There is software that cleans up images so that document recognition technology has the best fighting chance at accuracy, there is also software makes scanned images look as if they originated digitally.  Very often these two technologies come bundled together.

This sounds good, but has gotten many companies in trouble.  Especially those doing large volume document scanning.  Why?  Because it would not be unheard of for the technology that makes the image look good on the screen, hurts the image for recognition technologies OCR, ICR, etc.  The logic is simple.  The algorithms to do this image manipulation were created with two very different purposes in mind.

Image cleanup for viewing was created by looking at before and after images. Much like your eye doctor asks you very softly, “One or two? Two, or three?”  the developers of this technology opened the original image on one monitor, the new image with the proposed new algorithm on another, and saw which was better.  The assumption was that if it looks better it will recognize better, which we will find out was not the case.

Image cleanup for OCR was a similar before and after scenario.  The developers took images, often on a character level, and test the OCR engine on them before and after the proposed new image cleanup algorithm.  If the accuracy was better ( i.e. correct recognition and percentage of uncertainty decreased ), then it was implemented.

To confuse you a little, I’ve yet to find a case where image cleanup for OCR was not also good for viewing, but found many cases where image clean-up for viewing was bad for OCR. The reality is, you can clean your images too much.  Here is how you know.

If you cleanup typographic text too much, it looks to the OCR engine like a graphic.  Because of this the OCR engine skips it, this results in what is called a “high confidence blank”.  If you cleanup handprint too much, well, just don’t do it.  Image cleanup for hand printed text is removing portions of a hand stroke, the very information Intelligent Character Recognition (ICR, technology for reading handprint) uses to figure out what letters are.

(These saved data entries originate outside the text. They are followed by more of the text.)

//! # gstbill
//!
//! GST invoicing core for Indian small businesses: CGST/SGST or IGST per
//! line, invoice totals, amount in words (lakh/crore), GSTIN validation,
//! and printable tax-invoice rendering.
//!
//! All monetary values use [`rust_decimal::Decimal`], never floating point.
//! Stored amounts keep full precision; rounding happens only when an
//! invoice is laid out for printing.
//!
//! ## Quick Start
//!
//! ```rust
//! use chrono::NaiveDate;
//! use gstbill::core::*;
//! use rust_decimal_macros::dec;
//!
//! let invoice = InvoiceBuilder::from_profile(&SellerProfile::default(), NaiveDate::from_ymd_opt(2024, 6, 15).unwrap())
//!     .buyer(PartyBuilder::new("Shree Traders", "Ring Road, Surat").gstin("24AELPV7892J1ZK").build())
//!     .add_line(LineItemBuilder::new("Steel Bolt", dec!(2), dec!(500)).hsn_code("7318").build())
//!     .build()
//!     .unwrap();
//!
//! assert_eq!(invoice.jurisdiction(), Jurisdiction::SameState);
//! assert_eq!(invoice.totals.cgst_total, dec!(90));
//! assert_eq!(invoice.totals.grand_total, dec!(1180));
//! assert_eq!(invoice.totals.amount_in_words, "One Thousand One Hundred and Eighty Rupees Only");
//! ```
//!
//! ## Feature Flags
//!
//! | Feature | Description |
//! |---------|-------------|
//! | `core` (default) | Invoice types, GST engine, words, GSTIN, numbering, print layout |
//! | `pdf` | PDF tax-invoice rendering |
//! | `sheet` | CSV import/export of products, customers, invoice register |
//! | `json` | Stored-document JSON serialization |
//! | `all` | Everything |

#[cfg(feature = "core")]
pub mod core;

#[cfg(feature = "pdf")]
pub mod pdf;

#[cfg(feature = "sheet")]
pub mod sheet;

#[cfg(feature = "json")]
pub mod json;

// Re-export core types at crate root for convenience
#[cfg(feature = "core")]
pub use crate::core::*;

Here are some tips. Stick to image clean up for the desired purpose of the scan.  If the image is simply for viewing, clean it up to perfection.  If it’s for OCR, stick to those settings most conducive to OCR.  If it’s both, that is not a problem as many scanners and software support what is called “dual stream”, one image going two paths.  Enhanced for OCR goes to recognition software, enhanced for viewing to a ECM system. Cleanup that is good for OCR and ICR is:

  1. Despeckle ( unless dot-matrix font )
  2. Line Straightening
  3. Basic Thresholding
  4. Background removal
  5. Correction of Linear Distortion
  6. Dropout
  7. Line Removal ( sometimes )

Bad for OCR and ICR is:

  1. Adaptive Thresholding: Often causes a condition called “Fuzzy Characters”. “c”'s will be “e”'s. For handprint you often remove portions of characters.
  2. Character Regeneration: Removes critical information important to OCR and ICR processes. If you use it in OCR ( Machine-Print ) you will notice more “high confidence blanks”, the characters are so perfect they look like images to the OCR engine and are ignored. In ICR ( Hand-Print ) you will damage the hand stroke of the characters thus confusing the ICR algorithms and reducing trainings ability to understand the subject and this ultimately reduces accuracy.
  3. Line Removal: Bad line removal makes bad OCR. Line fragments really interfere with OCR and ICR processes.

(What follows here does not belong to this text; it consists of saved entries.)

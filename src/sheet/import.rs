use std::collections::HashSet;
use std::str::FromStr;

use csv::{ReaderBuilder, StringRecord};
use rust_decimal::Decimal;

use crate::core::{Customer, GstError, MAX_RATE, Product, normalize_gstin};

/// Column headings of the product sheet.
pub const PRODUCT_COLUMNS: [&str; 3] = ["Products", "HSN", "Price"];

/// Column headings of the customer sheet.
pub const CUSTOMER_COLUMNS: [&str; 4] = [
    "Business Name",
    "Business Address",
    "Contact Number",
    "GST No",
];

/// Outcome of a sheet import.
///
/// Bad rows do not abort the import; each one is reported as
/// `"Row N: ..."` where N is the line the row starts on (the header is
/// row 1, blank lines still count).
#[derive(Debug, Clone, PartialEq)]
pub struct ImportReport<T> {
    pub imported: Vec<T>,
    pub errors: Vec<String>,
}

impl<T> ImportReport<T> {
    fn new() -> Self {
        Self {
            imported: Vec::new(),
            errors: Vec::new(),
        }
    }

    /// Summary line, e.g. "Successfully imported 3 products".
    pub fn message(&self, noun: &str) -> String {
        format!("Successfully imported {} {noun}", self.imported.len())
    }

    pub fn is_clean(&self) -> bool {
        self.errors.is_empty()
    }
}

/// Import products from a `Products, HSN, Price` sheet.
///
/// Rows without a name are skipped. A price that is missing, unparseable,
/// not positive or above [`MAX_RATE`] rejects the row, as does a name
/// already present in `existing` or earlier in the same sheet.
pub fn import_products(input: &str, existing: &[Product]) -> Result<ImportReport<Product>, GstError> {
    let rows = data_rows(input)?;
    let mut names: HashSet<String> = existing.iter().map(|p| p.name.clone()).collect();
    let mut report = ImportReport::new();

    for (row_number, row) in rows {
        let name = cell(&row, 0);
        if name.is_empty() {
            continue;
        }

        let rate = Decimal::from_str(cell(&row, 2)).unwrap_or(Decimal::ZERO);
        if rate <= Decimal::ZERO || rate > MAX_RATE {
            reject(&mut report.errors, row_number, "Missing product name or invalid price");
            continue;
        }
        if names.contains(name) {
            reject(
                &mut report.errors,
                row_number,
                &format!("Product \"{name}\" already exists"),
            );
            continue;
        }

        let mut product = Product::new(name, rate);
        let hsn = cell(&row, 1);
        if !hsn.is_empty() {
            product = product.hsn_code(hsn);
        }
        names.insert(product.name.clone());
        report.imported.push(product);
    }

    tracing::info!(
        imported = report.imported.len(),
        rejected = report.errors.len(),
        "product sheet imported"
    );
    Ok(report)
}

/// Import customers from a `Business Name, Business Address, Contact Number,
/// GST No` sheet.
///
/// Rows without a name are skipped. A customer whose name, or non-empty
/// GSTIN, matches one in `existing` or earlier in the sheet is rejected.
/// GSTINs are upper-cased but not checked, so incomplete registrations can
/// still be entered.
pub fn import_customers(
    input: &str,
    existing: &[Customer],
) -> Result<ImportReport<Customer>, GstError> {
    let rows = data_rows(input)?;
    let mut names: HashSet<String> = existing.iter().map(|c| c.name.clone()).collect();
    let mut gstins: HashSet<String> = existing
        .iter()
        .filter_map(|c| c.gstin.as_deref())
        .map(normalize_gstin)
        .filter(|g| !g.is_empty())
        .collect();
    let mut report = ImportReport::new();

    for (row_number, row) in rows {
        let name = cell(&row, 0);
        if name.is_empty() {
            continue;
        }
        let gstin = normalize_gstin(cell(&row, 3));

        if names.contains(name) || (!gstin.is_empty() && gstins.contains(&gstin)) {
            reject(
                &mut report.errors,
                row_number,
                &format!("Customer \"{name}\" already exists"),
            );
            continue;
        }

        let mut customer = Customer::new(name, cell(&row, 1));
        let phone = cell(&row, 2);
        if !phone.is_empty() {
            customer = customer.phone(phone);
        }
        if !gstin.is_empty() {
            gstins.insert(gstin.clone());
            customer = customer.gstin(gstin);
        }
        names.insert(customer.name.clone());
        report.imported.push(customer);
    }

    tracing::info!(
        imported = report.imported.len(),
        rejected = report.errors.len(),
        "customer sheet imported"
    );
    Ok(report)
}

/// Records after the header, paired with the line each one starts on.
fn data_rows(input: &str) -> Result<Vec<(u64, StringRecord)>, GstError> {
    let input = input.strip_prefix('\u{feff}').unwrap_or(input);
    let mut reader = ReaderBuilder::new()
        .has_headers(true)
        .flexible(true)
        .from_reader(input.as_bytes());

    if reader.headers().map_err(unreadable)?.is_empty() {
        return Err(GstError::Import("sheet is empty".into()));
    }

    reader
        .records()
        .map(|result| {
            let record = result.map_err(unreadable)?;
            Ok((start_line(input, &record), record))
        })
        .collect()
}

/// The reader positions a record where the previous one ended, before any
/// line breaks or blank lines in between.
fn start_line(input: &str, record: &StringRecord) -> u64 {
    let offset = record
        .position()
        .and_then(|p| usize::try_from(p.byte()).ok())
        .unwrap_or(0)
        .min(input.len());
    let gap = input.as_bytes()[offset..]
        .iter()
        .take_while(|b| matches!(**b, b'\r' | b'\n'))
        .count();
    let breaks = input.as_bytes()[..offset + gap]
        .iter()
        .filter(|&&b| b == b'\n')
        .count();
    breaks as u64 + 1
}

fn unreadable(e: csv::Error) -> GstError {
    GstError::Import(format!("sheet could not be read: {e}"))
}

fn cell(record: &StringRecord, index: usize) -> &str {
    record.get(index).map(str::trim).unwrap_or("")
}

fn reject(errors: &mut Vec<String>, row_number: u64, message: &str) {
    tracing::warn!(row = row_number, "{message}");
    errors.push(format!("Row {row_number}: {message}"));
}

#[cfg(test)]
mod tests {
    use super::*;
    use rust_decimal_macros::dec;

    #[test]
    fn products_imported_with_defaults() {
        let sheet = "Products,HSN,Price\nSteel Bolt,7318,12.50\nService Call,,500\n";
        let report = import_products(sheet, &[]).unwrap();
        assert!(report.is_clean());
        assert_eq!(report.imported.len(), 2);
        assert_eq!(report.imported[0].hsn_code.as_deref(), Some("7318"));
        assert_eq!(report.imported[0].rate, dec!(12.50));
        assert_eq!(report.imported[1].hsn_code, None);
        assert_eq!(report.message("products"), "Successfully imported 2 products");
    }

    #[test]
    fn product_rows_rejected_with_sheet_row_numbers() {
        let existing = [Product::new("Nut", dec!(2))];
        let sheet = "Products,HSN,Price\nNut,7318,3\n,,\nWasher,7318,abc\nWasher,7318,0\nBolt,7318,5\nBolt,7318,6\nPress,8462,1000000000000.01\n";
        let report = import_products(sheet, &existing).unwrap();
        assert_eq!(report.imported.len(), 1);
        assert_eq!(
            report.errors,
            [
                "Row 2: Product \"Nut\" already exists",
                "Row 4: Missing product name or invalid price",
                "Row 5: Missing product name or invalid price",
                "Row 7: Product \"Bolt\" already exists",
                "Row 8: Missing product name or invalid price",
            ]
        );
    }

    #[test]
    fn customers_deduplicated_by_name_or_gstin() {
        let existing = [Customer::new("Shree Traders", "Surat").gstin("24ABCDE1234F1Z6")];
        let sheet = "Business Name,Business Address,Contact Number,GST No\n\
                     Shree Traders,Surat,,\n\
                     Om Steel,Rajkot,,24abcde1234f1z6\n\
                     \"Patel & Sons\",\"12, Station Road, Vadodara\",9876543210,27aapfu0939f1zv\n\
                     Patel & Sons,Anand,,\n";
        let report = import_customers(sheet, &existing).unwrap();
        assert_eq!(report.imported.len(), 1);
        let patel = &report.imported[0];
        assert_eq!(patel.address, "12, Station Road, Vadodara");
        assert_eq!(patel.phone.as_deref(), Some("9876543210"));
        assert_eq!(patel.gstin.as_deref(), Some("27AAPFU0939F1ZV"));
        assert_eq!(patel.email, None);
        assert_eq!(
            report.errors,
            [
                "Row 2: Customer \"Shree Traders\" already exists",
                "Row 3: Customer \"Om Steel\" already exists",
                "Row 5: Customer \"Patel & Sons\" already exists",
            ]
        );
    }

    #[test]
    fn empty_sheet_is_an_error() {
        assert!(matches!(import_products("", &[]), Err(GstError::Import(_))));
        assert!(matches!(import_customers("\r\n\r\n", &[]), Err(GstError::Import(_))));
    }

    #[test]
    fn short_rows_and_multiline_cells() {
        let sheet = "Business Name,Business Address,Contact Number,GST No\n\
                     Om Steel\n\
                     Patel & Sons,\"Plot 7,\nGIDC Makarpura\",,\n\
                     Om Steel,Rajkot\n";
        let report = import_customers(sheet, &[]).unwrap();
        assert_eq!(report.imported.len(), 2);
        assert_eq!(report.imported[0].address, "");
        assert_eq!(report.imported[1].address, "Plot 7,\nGIDC Makarpura");
        // The quoted address spans lines 3 and 4.
        assert_eq!(report.errors, ["Row 5: Customer \"Om Steel\" already exists"]);
    }
}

So there you have it.  It is not as clear cut as, the prettier the image the better the recognition.  Although this can be used as a general guide it’s not the fact, it is an assumption that has limited the success of recognition projects.  The simple answer to all of this is, drum roll, test!  Test just as the developers did when creating the technology.  Alternatively, you can become like me, and slowly develop a built in OCR result predictor.  I do not recommend the later, as it does not promote social life.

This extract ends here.